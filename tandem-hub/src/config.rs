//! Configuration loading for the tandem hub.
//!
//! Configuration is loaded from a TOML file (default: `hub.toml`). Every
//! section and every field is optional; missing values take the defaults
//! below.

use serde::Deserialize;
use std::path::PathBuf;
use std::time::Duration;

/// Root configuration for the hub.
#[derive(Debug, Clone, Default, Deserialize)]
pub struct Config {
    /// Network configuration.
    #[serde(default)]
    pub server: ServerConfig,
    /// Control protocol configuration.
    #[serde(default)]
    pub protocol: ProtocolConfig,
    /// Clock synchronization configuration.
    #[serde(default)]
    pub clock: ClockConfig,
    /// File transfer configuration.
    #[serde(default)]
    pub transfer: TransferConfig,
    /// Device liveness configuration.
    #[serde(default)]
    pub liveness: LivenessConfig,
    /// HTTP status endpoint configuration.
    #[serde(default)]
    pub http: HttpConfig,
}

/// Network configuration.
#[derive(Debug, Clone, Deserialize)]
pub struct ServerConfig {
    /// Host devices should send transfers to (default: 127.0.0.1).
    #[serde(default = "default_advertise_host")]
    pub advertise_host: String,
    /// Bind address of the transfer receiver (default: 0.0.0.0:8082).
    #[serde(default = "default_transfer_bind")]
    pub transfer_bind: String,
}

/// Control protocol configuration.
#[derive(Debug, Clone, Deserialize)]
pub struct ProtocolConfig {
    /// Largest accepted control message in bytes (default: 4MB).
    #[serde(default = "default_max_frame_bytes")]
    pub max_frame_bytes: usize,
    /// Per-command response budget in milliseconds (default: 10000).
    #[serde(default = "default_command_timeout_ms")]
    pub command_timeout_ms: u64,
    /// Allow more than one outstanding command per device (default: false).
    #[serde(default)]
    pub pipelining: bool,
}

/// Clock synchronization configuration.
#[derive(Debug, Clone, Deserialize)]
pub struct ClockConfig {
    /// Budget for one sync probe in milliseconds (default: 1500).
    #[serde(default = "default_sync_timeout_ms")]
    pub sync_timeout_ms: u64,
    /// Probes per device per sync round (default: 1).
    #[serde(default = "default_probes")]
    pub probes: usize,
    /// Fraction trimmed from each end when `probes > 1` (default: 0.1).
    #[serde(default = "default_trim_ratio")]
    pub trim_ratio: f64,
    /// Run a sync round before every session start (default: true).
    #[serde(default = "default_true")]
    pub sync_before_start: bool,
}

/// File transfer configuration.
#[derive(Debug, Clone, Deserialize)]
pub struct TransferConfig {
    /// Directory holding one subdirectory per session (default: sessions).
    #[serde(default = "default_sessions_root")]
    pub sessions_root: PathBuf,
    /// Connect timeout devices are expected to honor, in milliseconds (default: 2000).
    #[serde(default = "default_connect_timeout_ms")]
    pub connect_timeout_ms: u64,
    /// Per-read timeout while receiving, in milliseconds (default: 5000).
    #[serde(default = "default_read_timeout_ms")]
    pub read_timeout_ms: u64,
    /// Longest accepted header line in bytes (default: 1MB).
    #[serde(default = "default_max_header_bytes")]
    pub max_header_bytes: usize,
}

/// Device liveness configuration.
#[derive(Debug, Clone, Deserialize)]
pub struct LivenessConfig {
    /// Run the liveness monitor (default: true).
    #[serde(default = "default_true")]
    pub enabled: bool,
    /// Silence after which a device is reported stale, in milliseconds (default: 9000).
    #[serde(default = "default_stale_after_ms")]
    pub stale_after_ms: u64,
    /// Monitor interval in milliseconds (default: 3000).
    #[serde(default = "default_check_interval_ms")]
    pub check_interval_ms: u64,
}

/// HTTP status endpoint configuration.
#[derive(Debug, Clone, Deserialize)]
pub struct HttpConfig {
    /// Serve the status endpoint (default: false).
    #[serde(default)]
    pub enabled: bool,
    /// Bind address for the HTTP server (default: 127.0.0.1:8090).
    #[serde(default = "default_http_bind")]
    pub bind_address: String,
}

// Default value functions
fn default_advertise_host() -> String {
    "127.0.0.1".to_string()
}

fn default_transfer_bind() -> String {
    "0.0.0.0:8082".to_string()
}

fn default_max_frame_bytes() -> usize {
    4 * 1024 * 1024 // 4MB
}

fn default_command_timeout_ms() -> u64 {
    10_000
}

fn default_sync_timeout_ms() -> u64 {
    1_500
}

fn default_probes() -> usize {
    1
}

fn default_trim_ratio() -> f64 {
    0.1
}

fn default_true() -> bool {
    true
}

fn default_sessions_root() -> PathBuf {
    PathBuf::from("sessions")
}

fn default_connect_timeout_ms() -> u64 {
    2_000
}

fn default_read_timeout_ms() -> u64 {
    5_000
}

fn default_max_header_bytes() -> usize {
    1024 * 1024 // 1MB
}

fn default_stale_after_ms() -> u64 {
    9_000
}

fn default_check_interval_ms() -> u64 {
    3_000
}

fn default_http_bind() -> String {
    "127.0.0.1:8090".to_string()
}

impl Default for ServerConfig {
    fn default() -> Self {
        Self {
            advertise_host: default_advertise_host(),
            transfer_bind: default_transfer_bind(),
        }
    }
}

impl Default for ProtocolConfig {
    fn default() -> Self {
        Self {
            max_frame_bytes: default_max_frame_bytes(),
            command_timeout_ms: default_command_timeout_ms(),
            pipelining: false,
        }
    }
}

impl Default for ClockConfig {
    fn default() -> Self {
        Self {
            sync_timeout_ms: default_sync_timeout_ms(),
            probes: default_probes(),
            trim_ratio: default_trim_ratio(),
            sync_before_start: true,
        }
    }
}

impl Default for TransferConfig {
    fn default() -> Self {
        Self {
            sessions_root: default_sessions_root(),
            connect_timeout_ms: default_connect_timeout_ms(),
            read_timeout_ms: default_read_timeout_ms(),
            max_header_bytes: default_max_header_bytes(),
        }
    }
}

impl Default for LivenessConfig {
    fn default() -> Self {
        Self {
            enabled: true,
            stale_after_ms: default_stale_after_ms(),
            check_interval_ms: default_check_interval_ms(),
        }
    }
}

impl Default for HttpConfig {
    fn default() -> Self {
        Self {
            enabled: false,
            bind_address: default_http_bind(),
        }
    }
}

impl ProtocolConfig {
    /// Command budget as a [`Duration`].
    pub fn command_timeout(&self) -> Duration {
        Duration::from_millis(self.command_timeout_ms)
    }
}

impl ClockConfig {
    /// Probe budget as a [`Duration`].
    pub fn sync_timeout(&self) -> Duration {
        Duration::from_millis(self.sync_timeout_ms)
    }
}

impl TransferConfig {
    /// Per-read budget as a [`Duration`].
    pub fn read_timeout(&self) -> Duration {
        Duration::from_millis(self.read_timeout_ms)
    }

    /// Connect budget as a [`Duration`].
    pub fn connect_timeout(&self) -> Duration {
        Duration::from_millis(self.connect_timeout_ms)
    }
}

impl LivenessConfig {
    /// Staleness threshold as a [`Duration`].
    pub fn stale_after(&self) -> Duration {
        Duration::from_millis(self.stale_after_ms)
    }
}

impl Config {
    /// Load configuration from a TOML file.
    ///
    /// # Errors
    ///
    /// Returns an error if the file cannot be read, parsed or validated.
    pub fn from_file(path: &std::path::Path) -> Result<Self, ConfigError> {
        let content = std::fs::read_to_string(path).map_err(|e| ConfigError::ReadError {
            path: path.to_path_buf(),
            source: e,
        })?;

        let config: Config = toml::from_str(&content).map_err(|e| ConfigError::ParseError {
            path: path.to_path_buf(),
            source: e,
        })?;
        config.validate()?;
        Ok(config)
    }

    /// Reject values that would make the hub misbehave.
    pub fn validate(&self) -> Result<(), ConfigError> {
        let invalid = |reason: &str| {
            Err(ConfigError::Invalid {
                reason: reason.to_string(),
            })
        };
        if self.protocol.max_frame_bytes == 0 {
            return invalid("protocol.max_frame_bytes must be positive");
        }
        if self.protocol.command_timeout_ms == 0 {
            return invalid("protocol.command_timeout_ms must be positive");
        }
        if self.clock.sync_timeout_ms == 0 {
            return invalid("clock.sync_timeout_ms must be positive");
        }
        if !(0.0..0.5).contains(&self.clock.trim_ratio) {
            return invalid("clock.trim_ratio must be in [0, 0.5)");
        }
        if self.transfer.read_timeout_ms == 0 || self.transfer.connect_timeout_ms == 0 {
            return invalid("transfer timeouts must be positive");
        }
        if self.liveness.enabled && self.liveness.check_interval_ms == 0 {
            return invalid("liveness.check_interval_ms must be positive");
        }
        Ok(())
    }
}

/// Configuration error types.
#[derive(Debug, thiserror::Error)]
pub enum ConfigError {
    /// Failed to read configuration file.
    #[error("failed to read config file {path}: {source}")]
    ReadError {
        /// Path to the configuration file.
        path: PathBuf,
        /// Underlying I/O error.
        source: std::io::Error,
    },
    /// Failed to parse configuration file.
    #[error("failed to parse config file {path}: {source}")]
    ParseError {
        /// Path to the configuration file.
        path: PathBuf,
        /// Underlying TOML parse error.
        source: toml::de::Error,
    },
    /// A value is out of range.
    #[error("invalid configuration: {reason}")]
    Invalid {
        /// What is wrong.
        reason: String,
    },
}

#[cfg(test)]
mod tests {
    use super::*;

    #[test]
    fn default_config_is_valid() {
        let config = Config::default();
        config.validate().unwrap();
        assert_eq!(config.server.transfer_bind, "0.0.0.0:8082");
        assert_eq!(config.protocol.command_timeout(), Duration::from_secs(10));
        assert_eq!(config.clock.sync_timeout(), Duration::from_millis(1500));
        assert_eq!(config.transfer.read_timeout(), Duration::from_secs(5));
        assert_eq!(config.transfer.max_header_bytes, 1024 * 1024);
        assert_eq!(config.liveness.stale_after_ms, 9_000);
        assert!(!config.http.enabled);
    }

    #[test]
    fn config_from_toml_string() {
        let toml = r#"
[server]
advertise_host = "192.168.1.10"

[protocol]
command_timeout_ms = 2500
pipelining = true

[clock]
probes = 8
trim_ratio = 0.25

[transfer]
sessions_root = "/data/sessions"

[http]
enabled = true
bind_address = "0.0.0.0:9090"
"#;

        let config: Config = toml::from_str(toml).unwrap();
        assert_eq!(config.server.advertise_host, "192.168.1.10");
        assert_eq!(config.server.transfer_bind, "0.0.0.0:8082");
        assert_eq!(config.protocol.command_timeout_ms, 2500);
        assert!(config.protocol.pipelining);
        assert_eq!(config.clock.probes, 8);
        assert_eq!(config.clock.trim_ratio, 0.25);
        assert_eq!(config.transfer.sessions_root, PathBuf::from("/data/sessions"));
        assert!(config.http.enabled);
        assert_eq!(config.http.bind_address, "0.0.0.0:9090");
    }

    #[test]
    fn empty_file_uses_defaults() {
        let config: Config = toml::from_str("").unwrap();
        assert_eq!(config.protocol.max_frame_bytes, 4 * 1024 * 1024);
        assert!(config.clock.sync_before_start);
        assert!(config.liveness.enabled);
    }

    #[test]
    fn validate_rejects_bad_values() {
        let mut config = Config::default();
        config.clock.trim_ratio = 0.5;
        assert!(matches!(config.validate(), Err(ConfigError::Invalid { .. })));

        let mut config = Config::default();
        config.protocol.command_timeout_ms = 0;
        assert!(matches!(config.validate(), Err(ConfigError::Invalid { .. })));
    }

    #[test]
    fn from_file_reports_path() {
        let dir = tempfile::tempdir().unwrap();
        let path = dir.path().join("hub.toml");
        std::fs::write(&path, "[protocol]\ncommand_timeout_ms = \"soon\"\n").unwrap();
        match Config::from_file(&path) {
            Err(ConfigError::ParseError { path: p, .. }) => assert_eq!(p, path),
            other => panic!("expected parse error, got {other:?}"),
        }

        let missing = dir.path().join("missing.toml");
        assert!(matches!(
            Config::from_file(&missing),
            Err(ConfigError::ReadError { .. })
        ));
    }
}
...
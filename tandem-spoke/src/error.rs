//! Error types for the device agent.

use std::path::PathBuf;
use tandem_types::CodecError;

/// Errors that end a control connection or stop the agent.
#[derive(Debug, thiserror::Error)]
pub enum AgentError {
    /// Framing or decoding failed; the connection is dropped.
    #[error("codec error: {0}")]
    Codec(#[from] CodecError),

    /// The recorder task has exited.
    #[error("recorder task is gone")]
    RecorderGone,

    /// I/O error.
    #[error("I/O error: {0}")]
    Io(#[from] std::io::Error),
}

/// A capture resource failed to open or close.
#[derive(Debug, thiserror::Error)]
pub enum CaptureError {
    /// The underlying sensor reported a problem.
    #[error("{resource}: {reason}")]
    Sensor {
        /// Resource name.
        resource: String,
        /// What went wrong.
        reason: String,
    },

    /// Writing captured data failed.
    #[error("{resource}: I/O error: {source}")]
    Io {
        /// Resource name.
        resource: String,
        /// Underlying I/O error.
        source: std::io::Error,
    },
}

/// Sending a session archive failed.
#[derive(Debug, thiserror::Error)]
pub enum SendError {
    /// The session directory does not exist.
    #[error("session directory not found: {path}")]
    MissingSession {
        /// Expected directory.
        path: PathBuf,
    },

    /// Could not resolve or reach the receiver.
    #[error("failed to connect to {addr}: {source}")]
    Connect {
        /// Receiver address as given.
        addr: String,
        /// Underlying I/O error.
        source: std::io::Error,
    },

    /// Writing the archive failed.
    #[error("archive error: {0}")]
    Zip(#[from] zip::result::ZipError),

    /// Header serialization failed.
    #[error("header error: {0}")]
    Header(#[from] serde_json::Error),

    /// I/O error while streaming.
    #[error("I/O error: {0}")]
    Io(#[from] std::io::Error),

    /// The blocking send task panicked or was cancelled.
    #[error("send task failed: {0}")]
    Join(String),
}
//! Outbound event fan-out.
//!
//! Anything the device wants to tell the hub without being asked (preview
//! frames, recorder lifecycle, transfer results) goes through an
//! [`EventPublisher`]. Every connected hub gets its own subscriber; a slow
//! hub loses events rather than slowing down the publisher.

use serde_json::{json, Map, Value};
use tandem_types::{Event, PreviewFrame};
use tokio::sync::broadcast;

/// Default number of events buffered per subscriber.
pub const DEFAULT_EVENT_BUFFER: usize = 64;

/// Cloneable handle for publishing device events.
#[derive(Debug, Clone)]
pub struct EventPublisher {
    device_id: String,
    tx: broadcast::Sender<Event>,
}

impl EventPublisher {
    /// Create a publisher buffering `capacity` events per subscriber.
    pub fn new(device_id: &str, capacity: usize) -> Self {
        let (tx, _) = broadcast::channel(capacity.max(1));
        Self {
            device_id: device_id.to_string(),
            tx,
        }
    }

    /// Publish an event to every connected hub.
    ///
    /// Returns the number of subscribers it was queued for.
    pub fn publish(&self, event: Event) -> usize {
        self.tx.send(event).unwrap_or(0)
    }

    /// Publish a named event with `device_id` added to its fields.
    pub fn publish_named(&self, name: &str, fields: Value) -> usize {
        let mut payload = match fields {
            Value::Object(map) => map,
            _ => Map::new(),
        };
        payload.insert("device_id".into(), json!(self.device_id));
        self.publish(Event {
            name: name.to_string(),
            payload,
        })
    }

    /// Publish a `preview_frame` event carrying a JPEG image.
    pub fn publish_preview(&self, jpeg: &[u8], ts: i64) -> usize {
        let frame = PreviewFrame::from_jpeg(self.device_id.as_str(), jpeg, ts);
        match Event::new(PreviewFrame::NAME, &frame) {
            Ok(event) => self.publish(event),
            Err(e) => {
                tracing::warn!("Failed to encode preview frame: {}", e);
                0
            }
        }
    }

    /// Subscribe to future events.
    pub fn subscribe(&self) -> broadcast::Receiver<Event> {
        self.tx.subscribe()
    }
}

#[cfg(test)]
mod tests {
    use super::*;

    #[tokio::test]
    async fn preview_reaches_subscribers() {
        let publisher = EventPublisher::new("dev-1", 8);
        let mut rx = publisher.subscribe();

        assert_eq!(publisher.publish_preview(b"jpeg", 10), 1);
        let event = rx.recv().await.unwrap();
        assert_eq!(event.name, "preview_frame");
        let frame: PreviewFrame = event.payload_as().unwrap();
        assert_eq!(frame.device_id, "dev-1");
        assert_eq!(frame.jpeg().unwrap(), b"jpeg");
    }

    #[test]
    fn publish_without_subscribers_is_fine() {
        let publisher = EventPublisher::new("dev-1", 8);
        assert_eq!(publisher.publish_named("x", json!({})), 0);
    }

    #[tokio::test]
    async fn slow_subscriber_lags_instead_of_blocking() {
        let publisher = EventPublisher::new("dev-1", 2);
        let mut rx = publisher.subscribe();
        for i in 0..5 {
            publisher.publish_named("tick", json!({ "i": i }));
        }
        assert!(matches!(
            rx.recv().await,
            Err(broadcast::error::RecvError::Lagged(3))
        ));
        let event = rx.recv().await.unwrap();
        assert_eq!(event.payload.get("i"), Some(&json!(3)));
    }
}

Task to complete:
Look through the entries above and count each line holding "Errors"; report the count alone.

Solution:
2